The sixth legal basis is to have a “legitimate interest” to process the person’s data. Although the term is vague and could apply to a broad range of situations, you may have a hard time relying on this basis because the “fundamental rights and freedoms of the data subject” can often override your legitimate interest. Moreover, it remains to be seen how regulators and the courts will interpret this basis. You probably don’t want to be a test case.

The other four lawful bases are less common, but it’s a good idea to review Article 6 to make sure they don’t apply to you. The bottom line is that you should be very careful about using someone’s data unless you’re sure the person wants it used that way.
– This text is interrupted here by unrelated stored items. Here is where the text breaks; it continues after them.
//! Configuration utility types.
//!
//! | Module  | Purpose                                  |
//! |---------|------------------------------------------|
//! | `error` | `ConfigError` and collected diagnostics  |
//! | `field` | Dotted field paths used in messages      |

mod error;
mod field;

pub use error::{ConfigDiagnostics, ConfigError};
pub use field::FieldPath;
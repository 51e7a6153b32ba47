//! Publishing through an external command.

use super::{PublishError, Publisher};
use crate::config::{FeedFormat, FeedSiteConfig};
use crate::log;
use crate::utils::exec::Cmd;
use rustc_hash::FxHashMap;
use std::path::{Path, PathBuf};

/// Runs `[publish] command` from the project root.
///
/// Arguments may reference `$FEED_PATH`, `$FEED_DIR`, `$FEED_FORMAT` and
/// `$FEED_ROOT`; the same values are exported to the child's environment.
/// The command's combined output is printed as-is.
#[derive(Debug, Clone)]
pub struct CommandPublisher {
    command: Vec<String>,
    root: PathBuf,
    format: FeedFormat,
    pty: bool,
}

impl CommandPublisher {
    pub fn new(command: Vec<String>, root: impl Into<PathBuf>, format: FeedFormat) -> Self {
        Self {
            command,
            root: root.into(),
            format,
            pty: false,
        }
    }

    pub fn from_config(config: &FeedSiteConfig) -> Self {
        Self::new(config.publish.command.clone(), &config.root, config.feed.format)
            .pty(config.publish.pty)
    }

    pub fn pty(mut self, enable: bool) -> Self {
        self.pty = enable;
        self
    }

    fn display_name(&self) -> &str {
        self.command.first().map_or("", String::as_str)
    }

    /// `$FEED_*` variables for one run.
    fn feed_vars(&self, feed_path: &Path) -> FxHashMap<String, String> {
        let mut vars = FxHashMap::default();
        vars.insert("FEED_PATH".into(), feed_path.display().to_string());
        vars.insert(
            "FEED_DIR".into(),
            feed_path
                .parent()
                .map(|p| p.display().to_string())
                .unwrap_or_default(),
        );
        vars.insert("FEED_FORMAT".into(), self.format.label().into());
        vars.insert("FEED_ROOT".into(), self.root.display().to_string());
        vars
    }
}

/// Replace `$NAME` occurrences with values from `vars`.
fn resolve_args(args: &[String], vars: &FxHashMap<String, String>) -> Vec<String> {
    args.iter()
        .map(|arg| {
            vars.iter().fold(arg.clone(), |acc, (key, value)| {
                acc.replace(&format!("${key}"), value)
            })
        })
        .collect()
}

impl Publisher for CommandPublisher {
    fn publish(&self, feed_path: &Path) -> Result<(), PublishError> {
        if self.command.is_empty() {
            return Err(PublishError::NotConfigured);
        }

        let vars = self.feed_vars(feed_path);
        let resolved = resolve_args(&self.command, &vars);

        log!("publish"; "`{}` running", self.display_name());

        let result = Cmd::from_slice(&resolved)
            .cwd(&self.root)
            .envs(&vars)
            .pty(self.pty)
            .run()?;

        if !result.success {
            return Err(PublishError::Failed {
                command: resolved.join(" "),
                code: result.code,
                output: result.output,
            });
        }

        let output = result.output.trim_end();
        if !output.is_empty() {
            println!("{output}");
        }
        log!("publish"; "done");
        Ok(())
    }
}

// ============================================================================
// Tests
// ============================================================================

#[cfg(test)]
mod tests {
    use super::*;
    use tempfile::TempDir;

    #[test]
    fn test_resolve_args() {
        let mut vars = FxHashMap::default();
        vars.insert("FEED_PATH".into(), "/site/public/rss.xml".into());
        vars.insert("FEED_DIR".into(), "/site/public".into());

        let args = vec![
            "netlify".into(),
            "deploy".into(),
            "--dir".into(),
            "$FEED_DIR".into(),
            "--file=$FEED_PATH".into(),
        ];

        let resolved = resolve_args(&args, &vars);
        assert_eq!(resolved[0], "netlify");
        assert_eq!(resolved[3], "/site/public");
        assert_eq!(resolved[4], "--file=/site/public/rss.xml");
    }

    #[test]
    fn test_resolve_args_unknown_var_kept() {
        let vars = FxHashMap::default();
        let resolved = resolve_args(&["$HOME/bin/upload".to_string()], &vars);
        assert_eq!(resolved, ["$HOME/bin/upload"]);
    }

    #[test]
    fn test_feed_vars() {
        let publisher = CommandPublisher::new(vec!["upload".into()], "/site", FeedFormat::Rss);
        let vars = publisher.feed_vars(Path::new("/site/public/rss.xml"));

        assert_eq!(vars["FEED_PATH"], "/site/public/rss.xml");
        assert_eq!(vars["FEED_DIR"], "/site/public");
        assert_eq!(vars["FEED_FORMAT"], "rss");
        assert_eq!(vars["FEED_ROOT"], "/site");
    }

    #[test]
    fn test_empty_command() {
        let publisher = CommandPublisher::new(Vec::new(), "/", FeedFormat::Atom);
        assert!(matches!(
            publisher.publish(Path::new("rss.xml")),
            Err(PublishError::NotConfigured)
        ));
    }

    #[cfg(unix)]
    #[test]
    fn test_publish_sees_feed() {
        let dir = TempDir::new().unwrap();
        let feed = dir.path().join("rss.xml");
        std::fs::write(&feed, "<feed/>").unwrap();

        let command = ["sh", "-c", "test -f \"$FEED_PATH\" && test \"$FEED_FORMAT\" = atom"]
            .map(String::from)
            .to_vec();
        let publisher = CommandPublisher::new(command, dir.path(), FeedFormat::Atom);

        publisher.publish(&feed).unwrap();
    }

    #[cfg(unix)]
    #[test]
    fn test_publish_failure_carries_output() {
        let dir = TempDir::new().unwrap();
        let command = ["sh", "-c", "echo 'Deploy failed'; exit 4"]
            .map(String::from)
            .to_vec();
        let publisher = CommandPublisher::new(command, dir.path(), FeedFormat::Atom);

        let err = publisher.publish(&dir.path().join("rss.xml")).unwrap_err();
        match err {
            PublishError::Failed { code, output, .. } => {
                assert_eq!(code, Some(4));
                assert_eq!(output, "Deploy failed\n");
            }
            other => panic!("unexpected error: {other}"),
        }
    }
}
//! A directory of posts on disk, for local previews and tests.

use super::{DocumentDescriptor, DocumentStore, StoreError};
use crate::log;
use crate::utils::date::DateTimeUtc;
use std::fs;
use std::path::{Path, PathBuf};

/// Files directly inside `root` are documents; their mtime is the
/// last-modified time. Hidden files and subdirectories are ignored.
pub struct LocalStore {
    root: PathBuf,
}

impl LocalStore {
    pub fn new(root: &Path) -> Self {
        Self {
            root: root.to_path_buf(),
        }
    }

    fn io_error(&self, path: &Path) -> impl FnOnce(std::io::Error) -> StoreError {
        let path = path.to_path_buf();
        move |err| StoreError::Io(path, err)
    }
}

impl DocumentStore for LocalStore {
    fn location(&self) -> String {
        self.root.display().to_string()
    }

    fn list(&self) -> Result<Vec<DocumentDescriptor>, StoreError> {
        let entries = fs::read_dir(&self.root).map_err(self.io_error(&self.root))?;

        let mut descriptors = Vec::new();
        for entry in entries {
            let entry = entry.map_err(self.io_error(&self.root))?;
            let path = entry.path();
            let Some(name) = path.file_name().and_then(|n| n.to_str()) else {
                continue;
            };
            if name.starts_with('.') {
                continue;
            }

            let metadata = entry.metadata().map_err(self.io_error(&path))?;
            if !metadata.is_file() {
                continue;
            }
            let modified = metadata.modified().map_err(self.io_error(&path))?;
            descriptors.push(DocumentDescriptor::new(
                name,
                DateTimeUtc::from_system_time(modified),
            ));
        }

        // read_dir order is platform-defined; list by name so reruns agree
        descriptors.sort_by(|a, b| a.key.cmp(&b.key));

        log!("store"; "listed {} document(s) in {}", descriptors.len(), self.location());
        Ok(descriptors)
    }

    fn fetch(&self, key: &str) -> Result<Vec<u8>, StoreError> {
        if key.is_empty() || key.contains(['/', '\\']) || key == ".." {
            return Err(StoreError::NotFound(key.to_string()));
        }

        let path = self.root.join(key);
        if !path.is_file() {
            return Err(StoreError::NotFound(key.to_string()));
        }
        fs::read(&path).map_err(self.io_error(&path))
    }
}

#[cfg(test)]
mod tests {
    use super::*;
    use std::fs::File;
    use std::time::{Duration, SystemTime};
    use tempfile::TempDir;

    fn write_with_mtime(dir: &Path, name: &str, body: &str, secs: u64) {
        let path = dir.join(name);
        fs::write(&path, body).unwrap();
        let file = File::options().write(true).open(&path).unwrap();
        file.set_modified(SystemTime::UNIX_EPOCH + Duration::from_secs(secs))
            .unwrap();
    }

    #[test]
    fn test_list_files_with_mtime() {
        let dir = TempDir::new().unwrap();
        write_with_mtime(dir.path(), "b-post.txt", "# B", 1_667_433_600);
        write_with_mtime(dir.path(), "a-post.txt", "# A", 1_600_000_000);

        let store = LocalStore::new(dir.path());
        let docs = store.list().unwrap();

        assert_eq!(docs.len(), 2);
        assert_eq!(docs[0].key, "a-post.txt");
        assert_eq!(docs[1].key, "b-post.txt");
        assert_eq!(docs[1].last_modified, DateTimeUtc::from_ymd(2022, 11, 3));
    }

    #[test]
    fn test_list_skips_hidden_and_dirs() {
        let dir = TempDir::new().unwrap();
        fs::write(dir.path().join(".DS_Store"), "").unwrap();
        fs::create_dir(dir.path().join("drafts")).unwrap();
        fs::write(dir.path().join("post.txt"), "hi").unwrap();

        let docs = LocalStore::new(dir.path()).list().unwrap();
        assert_eq!(docs.len(), 1);
        assert_eq!(docs[0].key, "post.txt");
    }

    #[test]
    fn test_list_missing_dir_is_error() {
        let dir = TempDir::new().unwrap();
        let store = LocalStore::new(&dir.path().join("nope"));
        assert!(matches!(store.list(), Err(StoreError::Io(..))));
    }

    #[test]
    fn test_fetch_reads_bytes() {
        let dir = TempDir::new().unwrap();
        fs::write(dir.path().join("post.txt"), "hello").unwrap();
        let store = LocalStore::new(dir.path());
        assert_eq!(store.fetch("post.txt").unwrap(), b"hello");
    }

    #[test]
    fn test_fetch_rejects_escaping_keys() {
        let dir = TempDir::new().unwrap();
        let store = LocalStore::new(dir.path());
        assert!(matches!(store.fetch("../etc/passwd"), Err(StoreError::NotFound(_))));
        assert!(matches!(store.fetch("missing.txt"), Err(StoreError::NotFound(_))));
    }
}
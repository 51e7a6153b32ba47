//! bucket-feed - build an RSS/Atom feed from markdown posts in a bucket.

mod cli;
mod config;
mod generator;
mod logger;
mod naming;
mod publish;
mod render;
mod store;
mod utils;

use anyhow::Result;
use clap::{ColorChoice, Parser};
use cli::{Cli, Commands, build::build_feed_file};
use config::FeedSiteConfig;
use publish::NoopPublisher;
use std::process::ExitCode;
use store::open_store;
use utils::date::DateTimeUtc;

fn main() -> ExitCode {
    let cli = Cli::parse();

    // Set global color override based on CLI option
    match cli.color {
        ColorChoice::Always => owo_colors::set_override(true),
        ColorChoice::Never => owo_colors::set_override(false),
        ColorChoice::Auto => {} // owo-colors auto-detects TTY
    }

    match run(&cli) {
        Ok(()) => ExitCode::SUCCESS,
        Err(e) => {
            log!("error"; "{:#}", e);
            ExitCode::FAILURE
        }
    }
}

fn run(cli: &Cli) -> Result<()> {
    let config = FeedSiteConfig::load(cli)?;

    match &cli.command {
        Commands::Build { .. } => {
            let store = open_store(&config.store)?;
            build_feed_file(&config, store.as_ref(), &NoopPublisher, DateTimeUtc::now())?;
        }
        Commands::Publish { .. } => {
            // Resolve the publisher first so a missing command fails before any work
            let publisher = publish::from_config(&config)?;
            let store = open_store(&config.store)?;
            build_feed_file(&config, store.as_ref(), &publisher, DateTimeUtc::now())?;
        }
        Commands::List { pretty } => {
            let store = open_store(&config.store)?;
            cli::query::run_list(&config, store.as_ref(), *pretty)?;
        }
    }

    Ok(())
}
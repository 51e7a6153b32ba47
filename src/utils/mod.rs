//! Shared utilities.
//!
//! - [`date`]: `DateTimeUtc`, timestamps for listings and feeds
//! - [`exec`]: external command builder
//! - [`path`]: path normalization
//! - [`plural`]: count formatting for log lines

pub mod date;
pub mod exec;
pub mod path;
pub mod plural;

pub use plural::plural_count;
//! Output generators.
//!
//! - **Feed**: RSS/Atom documents assembled from rendered posts

pub mod feed;

use quick_xml::{Reader, Writer, events::Event};
use std::borrow::Cow;

/// Drop whitespace-only text between tags when `enabled`.
///
/// Works on XML events, so text nodes (including escaped HTML bodies) are
/// written back untouched. Blank runs next to an entity reference or other
/// text are part of a text node and are kept.
pub fn minify_xml(content: &[u8], enabled: bool) -> quick_xml::Result<Cow<'_, [u8]>> {
    if !enabled {
        return Ok(Cow::Borrowed(content));
    }

    let mut reader = Reader::from_reader(content);
    let mut writer = Writer::new(Vec::with_capacity(content.len()));
    let mut pending: Option<Event<'_>> = None;
    let mut after_markup = true;

    loop {
        let event = reader.read_event()?;
        let blank = matches!(&event, Event::Text(text) if text.iter().all(u8::is_ascii_whitespace));
        match event {
            Event::Eof => break,
            Event::Text(_) if blank && after_markup => {
                pending = Some(event);
                continue;
            }
            Event::Start(_)
            | Event::End(_)
            | Event::Empty(_)
            | Event::Decl(_)
            | Event::Comment(_)
            | Event::PI(_)
            | Event::DocType(_) => {
                pending = None;
                after_markup = true;
            }
            _ => {
                if let Some(blank) = pending.take() {
                    writer.write_event(blank)?;
                }
                after_markup = false;
            }
        }
        writer.write_event(event)?;
    }

    Ok(Cow::Owned(writer.into_inner()))
}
What this means for email:

After the GDPR passed, some people said it would be “the end of email marketing” or “the end of spam.” But it will be neither. Spam has always been outlawed or against the terms of use of most email providers. Those who send unsolicited or malicious mass emails will probably continue to send them. Did your spam folder dry up after May 25, 2018, when the GDPR took effect?

As for email marketing, the GDPR does not ban email marketing by any means. The GDPR did not set out to be anti-business, just pro-consumer. A good marketing email should ideally provide value to the recipient and be something they want to receive anyway. What the GDPR does is clarify the terms of consent, requiring organizations to ask for an affirmative opt-in to be able to send communications. And you must also make it easy for people to change their mind and opt-out.

Organizational email security

What the GDPR says:

There’s one more email aspect of the GDPR, and that’s email security. Article 5(f) says you must protect personal data “against accidental loss, destruction or damage, using appropriate technical or organizational measures.”

What this means for email:

Email encryption is a technical measure. Organizational measures have to do with internal policies, management, and training. Ninety-one percent of cyber attacks begin with a phishing email, in which hackers attempt to gain access to an account or device using deception or malware. Links and attachments from unknown accounts should never be clicked or downloaded. Once an attacker gains access to one account or device, it’s often easy to access others, meaning a mistake by one employee could compromise vast amounts of data. If you cannot show regulators that you have implemented the proper technical and organizational measures, then you could be on the hook for huge EU fines and compensation to data subjects.

To avoid liability, it’s important to educate your team about email safety. Basic steps like requiring two-factor authentication can go a long way toward protecting data and complying with the GDPR.